On redirect, over objection, the witness was permitted to state further details of the conversation in which he testified the defendant told him he had been engaged in bringing “booze” from Toledo into Detroit and the manner in which this business had been conducted. The defendant was a witness on his own behalf. On cross-examination, he admitted that he “was running whisky a little while” and that he had heretofore been arrested and convicted several times. While the trial court might well have excluded the testimony complained of, we do not think, in view of the subsequent admissions of the defendant, that prejudice resulted from its admission.
“It seems to me scarcely necessary for me to instruct you in this case as to manslaughter, I think, •for you to consider that crime in your deliberations, for under the evidence in this case, the crime, if you find that the crime was committed, could scarcely be manslaughter. There is no evidence here of any provocation or passion which would reduce the crime— if you are satisfied beyond a reasonable doubt that the crime was committed — from murder to manslaughter. It was either murder, or no crime was committed, as I view the evidence.

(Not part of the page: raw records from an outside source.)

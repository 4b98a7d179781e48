use serde::Serialize;
use std::sync::Arc;
use tome_config::SelectorConfig;
use tome_core::{DetailKey, Result, TomeError};
use tracing::{debug, info, warn};

use crate::context::LoadedContext;
use crate::registry::SkillRegistry;
use crate::scoring::{self, LexicalScorer, Scorer};

/// A bundle that scored at or above the threshold.
#[derive(Debug, Clone, PartialEq, Serialize)]
pub struct BundleMatch {
    pub name: String,
    pub score: f32,
}

/// A detail topic that scored at or above the threshold.
#[derive(Debug, Clone, PartialEq, Serialize)]
pub struct DetailMatch {
    pub topic: String,
    pub score: f32,
}

/// Outcome of [`Selector::activate`].
#[derive(Debug, Clone, Copy, PartialEq, Eq, Serialize)]
#[serde(rename_all = "snake_case")]
pub enum Activation {
    Activated,
    AlreadyActive,
}

/// Outcome of [`Selector::load_detail`].
#[derive(Debug, Clone, Copy, PartialEq, Eq, Serialize)]
#[serde(rename_all = "snake_case")]
pub enum DetailLoad {
    Loaded,
    AlreadyLoaded,
}

/// What one end-to-end [`Selector::select`] call did.
#[derive(Debug, Clone, Default, Serialize)]
pub struct SelectionReport {
    /// Every candidate, best first.
    pub matches: Vec<BundleMatch>,
    /// Bundles newly activated by this call.
    pub activated: Vec<String>,
    /// Detail documents newly loaded by this call.
    pub loaded_details: Vec<DetailKey>,
}

impl SelectionReport {
    /// True when nothing cleared the threshold.
    pub fn is_empty(&self) -> bool {
        self.matches.is_empty()
    }
}

/// Matches task text against a registry and discloses bundles into a
/// session's [`LoadedContext`].
///
/// The registry and scorer are shared; the selector holds no session state, so
/// one selector can serve many sessions.
#[derive(Clone)]
pub struct Selector {
    registry: Arc<SkillRegistry>,
    scorer: Arc<dyn Scorer>,
    threshold: f32,
    max_active: usize,
}

impl Selector {
    /// A lexical selector with the default threshold.
    pub fn new(registry: Arc<SkillRegistry>) -> Self {
        Self::with_scorer(registry, Arc::new(LexicalScorer))
    }

    pub fn with_scorer(registry: Arc<SkillRegistry>, scorer: Arc<dyn Scorer>) -> Self {
        let defaults = SelectorConfig::default();
        Self {
            registry,
            scorer,
            threshold: defaults.threshold,
            max_active: defaults.max_active,
        }
    }

    pub fn from_config(registry: Arc<SkillRegistry>, config: &SelectorConfig) -> Self {
        Self::with_scorer(registry, scoring::scorer_for(config))
            .with_threshold(config.threshold)
            .with_max_active(config.max_active)
    }

    /// Set the relevance threshold, clamped into `(0, 1]`. NaN is ignored.
    pub fn with_threshold(mut self, threshold: f32) -> Self {
        if threshold.is_nan() {
            warn!(threshold = self.threshold, "ignoring NaN selector threshold");
            return self;
        }
        let clamped = threshold.clamp(f32::EPSILON, 1.0);
        if clamped != threshold {
            warn!(requested = threshold, threshold = clamped, "selector threshold clamped into (0, 1]");
        }
        self.threshold = clamped;
        self
    }

    pub fn with_max_active(mut self, max_active: usize) -> Self {
        self.max_active = max_active;
        self
    }

    pub fn registry(&self) -> &SkillRegistry {
        &self.registry
    }

    pub fn scorer(&self) -> &dyn Scorer {
        self.scorer.as_ref()
    }

    pub fn threshold(&self) -> f32 {
        self.threshold
    }

    /// Score every bundle against `task` and return those at or above the
    /// threshold, best first. Ties keep registration order.
    ///
    /// Text with no meaningful words (empty, whitespace, only stopwords)
    /// matches nothing.
    pub fn match_bundles(&self, task: &str) -> Vec<BundleMatch> {
        if scoring::tokenize(task).is_empty() {
            debug!("task text has no scorable words, no candidates");
            return Vec::new();
        }

        let mut matches: Vec<BundleMatch> = self
            .registry
            .list()
            .iter()
            .filter_map(|bundle| {
                let score = self.scorer.score(task, &bundle.trigger_text());
                debug!(skill = %bundle.name, score, scorer = self.scorer.name(), "scored skill");
                (score >= self.threshold).then(|| BundleMatch {
                    name: bundle.name.clone(),
                    score,
                })
            })
            .collect();

        // Stable: equal scores stay in registration order.
        matches.sort_by(|a, b| b.score.total_cmp(&a.score));
        matches
    }

    /// Candidate names only, best first.
    pub fn matched_names(&self, task: &str) -> Vec<String> {
        self.match_bundles(task).into_iter().map(|m| m.name).collect()
    }

    /// Make a bundle's summary visible to the session.
    ///
    /// Unknown names fail with [`TomeError::BundleNotFound`] and leave `ctx`
    /// untouched. Activating an active bundle changes nothing.
    pub fn activate(&self, ctx: &mut LoadedContext, name: &str) -> Result<Activation> {
        let bundle = self
            .registry
            .get(name)
            .ok_or_else(|| TomeError::BundleNotFound(name.to_string()))?;

        if ctx.is_active(name) {
            debug!(skill = %name, session = %ctx.session_id(), "skill already active");
            return Ok(Activation::AlreadyActive);
        }

        ctx.record_activation(&bundle.name, &bundle.summary);
        info!(skill = %name, session = %ctx.session_id(), "activated skill");
        Ok(Activation::Activated)
    }

    /// Make one detail document of an active bundle visible to the session.
    ///
    /// Fails with a not-found error when the bundle is unknown, not active in
    /// `ctx`, or has no such topic; `ctx` is untouched on failure. Loading a
    /// loaded topic changes nothing.
    pub fn load_detail(&self, ctx: &mut LoadedContext, bundle: &str, topic: &str) -> Result<DetailLoad> {
        let def = self
            .registry
            .get(bundle)
            .ok_or_else(|| TomeError::BundleNotFound(bundle.to_string()))?;
        if !ctx.is_active(bundle) {
            return Err(TomeError::BundleNotActive(bundle.to_string()));
        }
        let doc = def.detail(topic).ok_or_else(|| TomeError::TopicNotFound {
            bundle: bundle.to_string(),
            topic: topic.to_string(),
        })?;

        if ctx.is_loaded(bundle, topic) {
            debug!(skill = %bundle, topic, "detail already loaded");
            return Ok(DetailLoad::AlreadyLoaded);
        }

        ctx.record_detail(DetailKey::new(bundle, topic), &doc.content);
        info!(skill = %bundle, topic, session = %ctx.session_id(), "loaded skill detail");
        Ok(DetailLoad::Loaded)
    }

    /// Detail topics of `bundle` that `task` appears to need, best first.
    ///
    /// Each topic is scored on its label and load hint with the same scorer
    /// and threshold as [`Selector::match_bundles`]. Pure; does not require the
    /// bundle to be active.
    pub fn suggest_details(&self, bundle: &str, task: &str) -> Result<Vec<DetailMatch>> {
        let def = self
            .registry
            .get(bundle)
            .ok_or_else(|| TomeError::BundleNotFound(bundle.to_string()))?;
        if scoring::tokenize(task).is_empty() {
            return Ok(Vec::new());
        }

        let mut matches: Vec<DetailMatch> = def
            .details
            .iter()
            .filter(|d| def.references(&d.topic))
            .filter_map(|d| {
                let text = format!("{} {}", d.topic.replace(['-', '_'], " "), d.hint);
                let score = self.scorer.score(task, &text);
                (score >= self.threshold).then(|| DetailMatch {
                    topic: d.topic.clone(),
                    score,
                })
            })
            .collect();
        matches.sort_by(|a, b| b.score.total_cmp(&a.score));
        Ok(matches)
    }

    /// Match, activate up to `max_active` candidates, and load the detail
    /// documents each chosen candidate's summary points the task at. A
    /// candidate that was already active still gets the details suggested for
    /// this task.
    ///
    /// An empty match is a valid outcome: the report is empty and `ctx` is
    /// unchanged.
    pub fn select(&self, ctx: &mut LoadedContext, task: &str) -> Result<SelectionReport> {
        let mut report = SelectionReport {
            matches: self.match_bundles(task),
            ..Default::default()
        };
        if report.is_empty() {
            debug!(session = %ctx.session_id(), "no skill cleared the threshold");
            return Ok(report);
        }

        let chosen: Vec<String> = report
            .matches
            .iter()
            .take(self.max_active)
            .map(|m| m.name.clone())
            .collect();

        for name in &chosen {
            if self.activate(ctx, name)? == Activation::Activated {
                report.activated.push(name.clone());
            }
            for suggestion in self.suggest_details(name, task)? {
                if self.load_detail(ctx, name, &suggestion.topic)? == DetailLoad::Loaded {
                    report.loaded_details.push(DetailKey::new(name.as_str(), suggestion.topic));
                }
            }
        }

        Ok(report)
    }
}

I think that I should say to you that if you are satisfied beyond a reasonable doubt that the homicide was committed as testified, you should exercise great caution, in examining the evidence, and should carefully consider the definition that I have given you of the degrees .of murder before arriving at a conclusion that there is anything in the evidence to reduce that homicide from murder in the first degree to murder in the second degree, if satisfied that*668 there was any murder. Although, of course, you have the right, being the sole judges of the fact (if you do find that the crime was murder, first) to find that the crime was murder of the first degree, or murder in the second degree or manslaughter.”
It is said that by this instruction the court “practically took from the consideration of the jury the question of murder in the second degree or manslaughter.” In the consideration of cases, juries must be governed by the evidence submitted. They must determine the facts. They may then draw, any reasonable inference fairly deducible therefrom. There was no dispute about the cause of Zang’s death. The defendant denied being present when it occurred. There was nothing to indicate a quarrel or altercation. There were no bruises or wounds on the body of Zang except those made by the knife which killed him. There was nothing in the appearance of the defendant when seen at the Hotel Metropole while indicated that he had been engaged in a quarrel with Zang or that, if he struck the fatal blows, they were inflicted under such circumstances as would have reduced the crime from murder to manslaughter. In another part of the charge, the jury were carefully instructed as to the different degrees of murder. The language above quoted was but a caution that they should carefully consider the instruction given in determining the degree in case they found the defendant guilty of murder.
We do not think the cases relied on by defendant controlling. In People v. Droste, 160 Mich. 66, there was evidence that “loud and angry threats” were heard by nearby witnesses. We find nothing in the testimony from which the jury might have drawn an inference that Zang was killed under circumstances which would reduce the homicide from murder to manslaughter.
The conviction and sentence are affirmed.